Friday, March 4, 2011
A handful of U.S. prisons have opened their doors to an ancient form of meditation from India known as Vipassana, which means “to see things as they really are.”
Some of the prisoners who practice the technique for 10 to 13 hours a day “finally come to terms with some of the things that they have done,” says Ron Cavanaugh, director of treatment for the Alabama Department of Corrections.
Meditating prisoners at the Donaldson Correction Facility in Bessemer, Alabama, have become more social, says Kathryn Allen, the prison psychologist. “They’re more honest, more open, more genuine, and they want to serve others,” she says, by volunteering in the prison hospice and teaching fellow inmates who are illiterate how to read and write.

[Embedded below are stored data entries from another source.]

//! Repository records and their lifecycle
//!
//! - [`Repository`]: the persisted record of one content repository
//! - [`category`]: per-category layout rules and post-change hooks
//! - [`fields`]: static field table used to merge index data into records
//! - [`download`]: download strategy decision and file fetching
//! - [`machine`]: the register/update/install/uninstall state machine

pub mod category;
pub mod download;
pub mod fields;
pub mod machine;

use crate::error::{Error, Result};
use crate::host::{Release, ReleaseAsset, RemoteRepository, TreeEntry};
use crate::version;
use category::Category;
use chrono::{DateTime, Utc};
use serde::{Deserialize, Serialize};
use tracing::{info, warn};

/// Display state derived from a repository's flags
#[derive(Debug, Clone, Copy, PartialEq, Eq, Serialize, Deserialize)]
#[serde(rename_all = "kebab-case")]
pub enum RepositoryState {
    New,
    Default,
    PendingRestart,
    PendingUpgrade,
    Installed,
}

impl RepositoryState {
    pub fn as_str(&self) -> &'static str {
        match self {
            RepositoryState::New => "new",
            RepositoryState::Default => "default",
            RepositoryState::PendingRestart => "pending-restart",
            RepositoryState::PendingUpgrade => "pending-upgrade",
            RepositoryState::Installed => "installed",
        }
    }
}

/// Whether an install replaced existing content
#[derive(Debug, Clone, Copy, PartialEq, Eq, Serialize, Deserialize)]
#[serde(rename_all = "snake_case")]
pub enum InstallOutcome {
    FirstInstall,
    Reinstall,
}

/// Optional `hacs.json` content manifest at the repository root
#[derive(Debug, Clone, Default, PartialEq, Serialize, Deserialize)]
#[serde(default)]
pub struct ContentManifest {
    pub name: Option<String>,
    pub content_in_root: bool,
    pub filename: Option<String>,
    pub zip_release: bool,
    pub persistent_directory: Option<String>,
    pub hide_default_branch: bool,
    pub render_readme: bool,
    /// Country codes the content is limited to
    #[serde(deserialize_with = "one_or_many")]
    pub country: Vec<String>,
    /// Minimum host version
    #[serde(alias = "homeassistant")]
    pub min_host_version: Option<String>,
}

fn one_or_many<'de, D>(deserializer: D) -> std::result::Result<Vec<String>, D::Error>
where
    D: serde::Deserializer<'de>,
{
    #[derive(Deserialize)]
    #[serde(untagged)]
    enum OneOrMany {
        One(String),
        Many(Vec<String>),
    }

    Ok(match Option::<OneOrMany>::deserialize(deserializer)? {
        Some(OneOrMany::One(value)) => vec![value],
        Some(OneOrMany::Many(values)) => values,
        None => Vec::new(),
    })
}

impl ContentManifest {
    pub fn parse(contents: &str) -> std::result::Result<Self, String> {
        let manifest: Self =
            serde_json::from_str(contents)
                .map_err(|e| format!("hacs.json is not valid JSON: {}", e))?;

        if let Some(dir) = &manifest.persistent_directory {
            if !crate::paths::is_relative_inside(dir) {
                return Err(format!(
                    "persistent_directory '{}' in hacs.json must be a relative path \
                     inside the content",
                    dir
                ));
            }
        }
        Ok(manifest)
    }
}

/// Persisted record of one content repository
#[derive(Debug, Clone, Default, PartialEq, Serialize, Deserialize)]
#[serde(default)]
pub struct Repository {
    /// Immutable once non-zero
    pub id: u64,
    pub full_name: String,
    pub category: Category,
    pub description: Option<String>,
    pub default_branch: Option<String>,

    pub installed: bool,
    pub installed_version: Option<String>,
    pub installed_commit: Option<String>,
    pub last_version: Option<String>,
    pub last_commit: Option<String>,
    /// Ref pinned by the user
    pub selected_tag: Option<String>,
    pub show_beta: bool,
    pub hide: bool,
    pub new: bool,
    pub archived: bool,
    pub topics: Vec<String>,
    pub published_tags: Vec<String>,

    /// Whether content is distributed through releases
    pub releases: bool,
    /// Newest prerelease tag
    pub prerelease: Option<String>,
    pub stargazers_count: u64,
    pub downloads: u64,
    pub last_updated: Option<String>,
    /// When remote data was last fetched
    pub last_fetched: Option<DateTime<Utc>>,

    /// Integration domain from manifest.json
    pub domain: Option<String>,
    pub manifest_name: Option<String>,
    pub authors: Vec<String>,
    pub config_flow: bool,
    pub first_install: bool,
    pub pending_restart: bool,

    /// Remote directory holding the content, "" for the root
    pub content_path: String,
    /// Main file for single-file content and plugins
    pub file_name: Option<String>,
    pub manifest: ContentManifest,

    #[serde(skip)]
    pub tree: Vec<TreeEntry>,
    #[serde(skip)]
    pub fetched_releases: Vec<Release>,
}

impl Repository {
    pub fn new(full_name: impl Into<String>, category: Category) -> Self {
        Self {
            full_name: full_name.into(),
            category,
            ..Self::default()
        }
    }

    /// Repository name without the owner
    pub fn name(&self) -> &str {
        self.full_name
            .split_once('/')
            .map(|(_, name)| name)
            .unwrap_or(&self.full_name)
    }

    pub fn owner(&self) -> &str {
        self.full_name
            .split_once('/')
            .map(|(owner, _)| owner)
            .unwrap_or("")
    }

    /// Registry key
    pub fn key(&self) -> String {
        self.full_name.to_lowercase()
    }

    pub fn display_name(&self) -> &str {
        self.manifest
            .name
            .as_deref()
            .or(self.manifest_name.as_deref())
            .unwrap_or_else(|| self.name())
    }

    pub fn default_ref(&self) -> &str {
        match self.default_branch.as_deref() {
            Some(branch) if !branch.is_empty() => branch,
            _ => version::FALLBACK_BRANCH,
        }
    }

    /// Current display state.
    ///
    /// Restart and upgrade markers only apply to installed content; an
    /// uninstalled repository is `Default` once it is no longer new.
    pub fn state(&self) -> RepositoryState {
        if self.new {
            RepositoryState::New
        } else if !self.installed {
            RepositoryState::Default
        } else if self.pending_restart {
            RepositoryState::PendingRestart
        } else if self.pending_update() {
            RepositoryState::PendingUpgrade
        } else {
            RepositoryState::Installed
        }
    }

    /// Whether the tracked ref has moved past the installed content
    pub fn pending_update(&self) -> bool {
        if !self.installed {
            return false;
        }

        let tracks_branch = match (&self.selected_tag, &self.last_version) {
            (Some(selected), _) => selected == self.default_ref(),
            (None, None) => true,
            (None, Some(_)) => !self.releases,
        };

        if tracks_branch {
            return match (&self.installed_commit, &self.last_commit) {
                (Some(installed), Some(latest)) => installed != latest,
                _ => false,
            };
        }

        let available = self.selected_tag.as_ref().or(self.last_version.as_ref());
        match (&self.installed_version, available) {
            (Some(installed), Some(available)) => installed != available,
            (None, Some(_)) => true,
            _ => false,
        }
    }

    /// Version shown as available: newest tag, or newest commit for branches
    pub fn available_version(&self) -> Option<&str> {
        self.last_version
            .as_deref()
            .or(self.last_commit.as_deref())
    }

    /// Version shown as installed
    pub fn installed_display(&self) -> Option<&str> {
        match self.installed_version.as_deref() {
            Some(version) if version != self.default_ref() => Some(version),
            _ => self
                .installed_commit
                .as_deref()
                .or(self.installed_version.as_deref()),
        }
    }

    /// Ref to fetch content from; may clear `selected_tag`
    pub fn resolve_ref(&mut self) -> String {
        version::resolve_ref(
            self.last_version.as_deref(),
            &mut self.selected_tag,
            &self.published_tags,
            self.default_branch.as_deref(),
        )
    }

    /// Reject an incoming id that differs from a stored non-zero id.
    pub fn check_identity(&self, incoming: u64) -> Result<()> {
        if self.id != 0 && incoming != 0 && self.id != incoming {
            return Err(Error::RepositoryIdChanged {
                full_name: self.full_name.clone(),
                stored: self.id,
                incoming,
            });
        }
        Ok(())
    }

    /// Set the id if unset; identical ids are a no-op.
    pub fn set_id(&mut self, incoming: u64) -> Result<()> {
        self.check_identity(incoming)?;
        if self.id == 0 {
            self.id = incoming;
        }
        Ok(())
    }

    /// Copy remote metadata onto the record.
    ///
    /// The identity check runs first; nothing is changed when it fails.
    pub fn apply_remote(&mut self, remote: &RemoteRepository) -> Result<()> {
        self.set_id(remote.id)?;

        if !remote.full_name.is_empty() && remote.full_name != self.full_name {
            if !remote.full_name.eq_ignore_ascii_case(&self.full_name) {
                info!(
                    "Repository {} was renamed to {}",
                    self.full_name, remote.full_name
                );
            }
            self.full_name = remote.full_name.clone();
        }

        self.description = remote.description.clone();
        self.default_branch = remote.default_branch.clone();
        self.archived = remote.archived;
        self.topics = fields::filter_topics(&remote.topics);
        self.stargazers_count = remote.stargazers_count;
        self.last_updated = remote.pushed_at.map(|at| at.to_rfc3339());
        Ok(())
    }

    /// Derive versions and published tags from a release listing (newest first)
    pub fn apply_releases(&mut self, releases: Vec<Release>) {
        let published: Vec<&Release> = releases.iter().filter(|r| !r.draft).collect();

        self.last_version = published
            .iter()
            .find(|r| !r.prerelease)
            .map(|r| r.tag_name.clone());
        self.prerelease = published
            .iter()
            .find(|r| r.prerelease)
            .map(|r| r.tag_name.clone());
        self.published_tags = published
            .iter()
            .filter(|r| self.show_beta || !r.prerelease)
            .map(|r| r.tag_name.clone())
            .collect();
        self.releases = !self.published_tags.is_empty();
        self.downloads = published
            .first()
            .map(|r| r.assets.iter().map(|a| a.download_count).sum())
            .unwrap_or(0);

        if self.show_beta {
            if let (Some(pre), Some(last)) = (&self.prerelease, &self.last_version) {
                if version::is_newer(pre, last).unwrap_or(false) {
                    self.last_version = Some(pre.clone());
                }
            }
        }

        if let Some(selected) = &self.selected_tag {
            if *selected != self.default_ref() && !self.published_tags.contains(selected) {
                warn!(
                    "Selected tag {} is no longer published for {}",
                    selected, self.full_name
                );
            }
        }

        self.fetched_releases = releases;
    }

    /// Assets of the release currently targeted
    pub fn release_assets(&self) -> &[ReleaseAsset] {
        let target = self.selected_tag.as_ref().or(self.last_version.as_ref());
        target
            .and_then(|tag| self.fetched_releases.iter().find(|r| &r.tag_name == tag))
            .map(|r| r.assets.as_slice())
            .unwrap_or(&[])
    }

    /// Assets of a specific release tag
    pub fn assets_for(&self, tag: &str) -> &[ReleaseAsset] {
        self.fetched_releases
            .iter()
            .find(|r| r.tag_name == tag)
            .map(|r| r.assets.as_slice())
            .unwrap_or(&[])
    }
}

Cavanaugh and Allen recently visited Emory, where several research projects are underway on the physical and mental effects of meditation, to discuss the prison programs with Emory faculty and students. Their visited was hosted by Emory religion professor Tara Doyle, who specializes in socially engaged Buddhism, and Elizabeth Bounds, professor of Christian ethics at the Candler School of Theology.
Inmate meditation at a prison near Seattle "really changed the whole facility," says Ben Turner of the Vipassana Prison Trust. “Even officers who were earlier skeptical became really supportive because they saw such behavior changes in the inmates that it made it a more pleasant place for them to work.”
The Vipassana meditation technique is based on the teachings of the Buddha, but is purely secular and designed to relieve suffering through self-awareness, Turner says.